Each line of the data has to be retyped exactly as it is.

LISTED ENTRIES
§

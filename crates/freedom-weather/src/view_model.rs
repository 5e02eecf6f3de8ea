//! State behind the full-screen interactive view.
//!
//! Observes the cache and the refresh status, and layers a transient
//! rotary-input override on top of the cached reading. The override is
//! display only and is discarded as soon as a new reading lands.

use std::sync::Arc;

use serde::Serialize;
use tokio::sync::watch;

use crate::format::{condition_label, format_celsius, format_fahrenheit, needs_compact_temperature};
use crate::icons::ConditionIcon;
use crate::orchestrator::{RefreshOrchestrator, RefreshOutcome, RefreshStatus};
use crate::types::{CachedReading, RefreshTrigger};
use crate::units::{celsius_to_fahrenheit, fahrenheit_delta_to_celsius, fahrenheit_to_celsius};

/// Which temperature field rotary input adjusts.
#[derive(Debug, Clone, Copy, PartialEq, Eq, Default, Serialize)]
pub enum SelectionState {
    #[default]
    None,
    Celsius,
    Fahrenheit,
}

impl SelectionState {
    /// None -> Celsius -> Fahrenheit -> None
    pub fn next(self) -> Self {
        match self {
            Self::None => Self::Celsius,
            Self::Celsius => Self::Fahrenheit,
            Self::Fahrenheit => Self::None,
        }
    }
}

/// Apply a rotary delta to `reading` in the selected unit. The sibling unit
/// is recomputed and min/max (Celsius) shift by the same amount, so the
/// min..max spread is preserved.
pub fn apply_rotary_delta(reading: &mut CachedReading, selection: SelectionState, delta: f64) {
    let celsius_delta = match selection {
        SelectionState::None => return,
        SelectionState::Celsius => {
            reading.temperature_celsius += delta;
            reading.temperature_fahrenheit = celsius_to_fahrenheit(reading.temperature_celsius);
            delta
        }
        SelectionState::Fahrenheit => {
            reading.temperature_fahrenheit += delta;
            reading.temperature_celsius = fahrenheit_to_celsius(reading.temperature_fahrenheit);
            fahrenheit_delta_to_celsius(delta)
        }
    };
    reading.min_temperature += celsius_delta;
    reading.max_temperature += celsius_delta;
}

/// One frame of the interactive view.
#[derive(Debug, Clone, PartialEq, Serialize)]
pub struct ViewSnapshot {
    pub reading: CachedReading,
    /// Location line: the place name, or the last location error.
    pub location_label: String,
    pub celsius_text: String,
    pub fahrenheit_text: String,
    pub compact: bool,
    pub min_text: String,
    pub max_text: String,
    pub icon: ConditionIcon,
    pub condition: String,
    pub selection: SelectionState,
    /// Values shown differ from the cache because of rotary input.
    pub adjusted: bool,
    pub loading: bool,
}

pub struct WeatherViewModel {
    orchestrator: Arc<RefreshOrchestrator>,
    readings: watch::Receiver<CachedReading>,
    status: watch::Receiver<RefreshStatus>,
    selection: SelectionState,
    adjusted: Option<CachedReading>,
}

impl WeatherViewModel {
    pub fn new(orchestrator: Arc<RefreshOrchestrator>) -> Self {
        let readings = orchestrator.cache().subscribe();
        let status = orchestrator.status();
        Self {
            orchestrator,
            readings,
            status,
            selection: SelectionState::None,
            adjusted: None,
        }
    }

    pub fn selection(&self) -> SelectionState {
        self.selection
    }

    /// Leaving selection entirely drops any rotary override.
    pub fn select(&mut self, selection: SelectionState) {
        self.selection = selection;
        if selection == SelectionState::None {
            self.reset_adjustment();
        }
    }

    /// Tap handler: move to the next selection.
    pub fn cycle_selection(&mut self) -> SelectionState {
        self.select(self.selection.next());
        self.selection
    }

    /// Rotary handler. Returns false when nothing is selected.
    pub fn rotate(&mut self, delta: f64) -> bool {
        if self.selection == SelectionState::None {
            return false;
        }
        self.sync_reading();
        let mut reading = match self.adjusted.take() {
            Some(r) => r,
            None => self.readings.borrow().clone(),
        };
        apply_rotary_delta(&mut reading, self.selection, delta);
        self.adjusted = Some(reading);
        true
    }

    /// Drop any rotary override.
    pub fn reset_adjustment(&mut self) {
        if self.adjusted.take().is_some() {
            tracing::debug!("Rotary adjustment cleared");
        }
    }

    pub fn snapshot(&mut self) -> ViewSnapshot {
        self.sync_reading();
        let status = self.status.borrow().clone();
        let adjusted = self.adjusted.is_some();
        let reading = match &self.adjusted {
            Some(r) => r.clone(),
            None => self.readings.borrow().clone(),
        };

        let celsius_text = format_celsius(reading.temperature_celsius);
        let fahrenheit_text = format_fahrenheit(reading.temperature_fahrenheit);
        let compact = needs_compact_temperature(&celsius_text, &fahrenheit_text);

        ViewSnapshot {
            location_label: status
                .location_message
                .unwrap_or_else(|| reading.location_name.clone()),
            min_text: format_celsius(reading.min_temperature),
            max_text: format_celsius(reading.max_temperature),
            icon: ConditionIcon::from_code(&reading.condition_icon_code),
            condition: condition_label(&reading.condition_text),
            celsius_text,
            fahrenheit_text,
            compact,
            selection: self.selection,
            adjusted,
            loading: status.loading,
            reading,
        }
    }

    /// Wait until the cache or the refresh status changes. Returns false
    /// once the orchestrator is gone.
    pub async fn changed(&mut self) -> bool {
        tokio::select! {
            r = self.readings.changed() => r.is_ok(),
            r = self.status.changed() => r.is_ok(),
        }
    }

    pub async fn on_foreground(&self) -> RefreshOutcome {
        self.orchestrator
            .refresh(RefreshTrigger::AppForeground, false)
            .await
    }

    /// User-requested refresh; `force_location` re-resolves the location too.
    pub async fn refresh(&self, force_location: bool) -> RefreshOutcome {
        self.orchestrator
            .refresh(RefreshTrigger::ManualUserRequest, force_location)
            .await
    }

    fn sync_reading(&mut self) {
        if self.readings.has_changed().unwrap_or(false) {
            self.readings.mark_unchanged();
            if self.adjusted.take().is_some() {
                tracing::debug!("New reading arrived, dropping rotary adjustment");
            }
        }
    }
}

§

ANSWER BOX
filename crates/freedom-weather/src/view_model.rs
repository 5e02eecf6f3de8ea
//! State behind the full-screen interactive view.
//!
//! Observes the cache and the refresh status, and layers a transient
//! rotary-input override on top of the cached reading. The override is
//! display only and is discarded as soon as a new reading lands.

use std::sync::Arc;

use serde::Serialize;
use tokio::sync::watch;

use crate::format::{condition_label, format_celsius, format_fahrenheit, needs_compact_temperature};
use crate::icons::ConditionIcon;
use crate::orchestrator::{RefreshOrchestrator, RefreshOutcome, RefreshStatus};
use crate::types::{CachedReading, RefreshTrigger};
use crate::units::{celsius_to_fahrenheit, fahrenheit_delta_to_celsius, fahrenheit_to_celsius};

/// Which temperature field rotary input adjusts.
#[derive(Debug, Clone, Copy, PartialEq, Eq, Default, Serialize)]
pub enum SelectionState {
    #[default]
    None,
    Celsius,
    Fahrenheit,
}

impl SelectionState {
    /// None -> Celsius -> Fahrenheit -> None
    pub fn next(self) -> Self {
        match self {
            Self::None => Self::Celsius,
            Self::Celsius => Self::Fahrenheit,
            Self::Fahrenheit => Self::None,
        }
    }
}

/// Apply a rotary delta to `reading` in the selected unit. The sibling unit
/// is recomputed and min/max (Celsius) shift by the same amount, so the
/// min..max spread is preserved.
pub fn apply_rotary_delta(reading: &mut CachedReading, selection: SelectionState, delta: f64) {
    let celsius_delta = match selection {
        SelectionState::None => return,
        SelectionState::Celsius => {
            reading.temperature_celsius += delta;
            reading.temperature_fahrenheit = celsius_to_fahrenheit(reading.temperature_celsius);
            delta
        }
        SelectionState::Fahrenheit => {
            reading.temperature_fahrenheit += delta;
            reading.temperature_celsius = fahrenheit_to_celsius(reading.temperature_fahrenheit);
            fahrenheit_delta_to_celsius(delta)
        }
    };
    reading.min_temperature += celsius_delta;
    reading.max_temperature += celsius_delta;
}

/// One frame of the interactive view.
#[derive(Debug, Clone, PartialEq, Serialize)]
pub struct ViewSnapshot {
    pub reading: CachedReading,
    /// Location line: the place name, or the last location error.
    pub location_label: String,
    pub celsius_text: String,
    pub fahrenheit_text: String,
    pub compact: bool,
    pub min_text: String,
    pub max_text: String,
    pub icon: ConditionIcon,
    pub condition: String,
    pub selection: SelectionState,
    /// Values shown differ from the cache because of rotary input.
    pub adjusted: bool,
    pub loading: bool,
}

pub struct WeatherViewModel {
    orchestrator: Arc<RefreshOrchestrator>,
    readings: watch::Receiver<CachedReading>,
    status: watch::Receiver<RefreshStatus>,
    selection: SelectionState,
    adjusted: Option<CachedReading>,
}

impl WeatherViewModel {
    pub fn new(orchestrator: Arc<RefreshOrchestrator>) -> Self {
        let readings = orchestrator.cache().subscribe();
        let status = orchestrator.status();
        Self {
            orchestrator,
            readings,
            status,
            selection: SelectionState::None,
            adjusted: None,
        }
    }

    pub fn selection(&self) -> SelectionState {
        self.selection
    }

    /// Leaving selection entirely drops any rotary override.
    pub fn select(&mut self, selection: SelectionState) {
        self.selection = selection;
        if selection == SelectionState::None {
            self.reset_adjustment();
        }
    }

    /// Tap handler: move to the next selection.
    pub fn cycle_selection(&mut self) -> SelectionState {
        self.select(self.selection.next());
        self.selection
    }

    /// Rotary handler. Returns false when nothing is selected.
    pub fn rotate(&mut self, delta: f64) -> bool {
        if self.selection == SelectionState::None {
            return false;
        }
        self.sync_reading();
        let mut reading = match self.adjusted.take() {
            Some(r) => r,
            None => self.readings.borrow().clone(),
        };
        apply_rotary_delta(&mut reading, self.selection, delta);
        self.adjusted = Some(reading);
        true
    }

    /// Drop any rotary override.
    pub fn reset_adjustment(&mut self) {
        if self.adjusted.take().is_some() {
            tracing::debug!("Rotary adjustment cleared");
        }
    }

    pub fn snapshot(&mut self) -> ViewSnapshot {
        self.sync_reading();
        let status = self.status.borrow().clone();
        let adjusted = self.adjusted.is_some();
        let reading = match &self.adjusted {
            Some(r) => r.clone(),
            None => self.readings.borrow().clone(),
        };

        let celsius_text = format_celsius(reading.temperature_celsius);
        let fahrenheit_text = format_fahrenheit(reading.temperature_fahrenheit);
        let compact = needs_compact_temperature(&celsius_text, &fahrenheit_text);

        ViewSnapshot {
            location_label: status
                .location_message
                .unwrap_or_else(|| reading.location_name.clone()),
            min_text: format_celsius(reading.min_temperature),
            max_text: format_celsius(reading.max_temperature),
            icon: ConditionIcon::from_code(&reading.condition_icon_code),
            condition: condition_label(&reading.condition_text),
            celsius_text,
            fahrenheit_text,
            compact,
            selection: self.selection,
            adjusted,
            loading: status.loading,
            reading,
        }
    }

    /// Wait until the cache or the refresh status changes. Returns false
    /// once the orchestrator is gone.
    pub async fn changed(&mut self) -> bool {
        tokio::select! {
            r = self.readings.changed() => r.is_ok(),
            r = self.status.changed() => r.is_ok(),
        }
    }

    pub async fn on_foreground(&self) -> RefreshOutcome {
        self.orchestrator
            .refresh(RefreshTrigger::AppForeground, false)
            .await
    }

    /// User-requested refresh; `force_location` re-resolves the location too.
    pub async fn refresh(&self, force_location: bool) -> RefreshOutcome {
        self.orchestrator
            .refresh(RefreshTrigger::ManualUserRequest, force_location)
            .await
    }

    fn sync_reading(&mut self) {
        if self.readings.has_changed().unwrap_or(false) {
            self.readings.mark_unchanged();
            if self.adjusted.take().is_some() {
                tracing::debug!("New reading arrived, dropping rotary adjustment");
            }
        }
    }
}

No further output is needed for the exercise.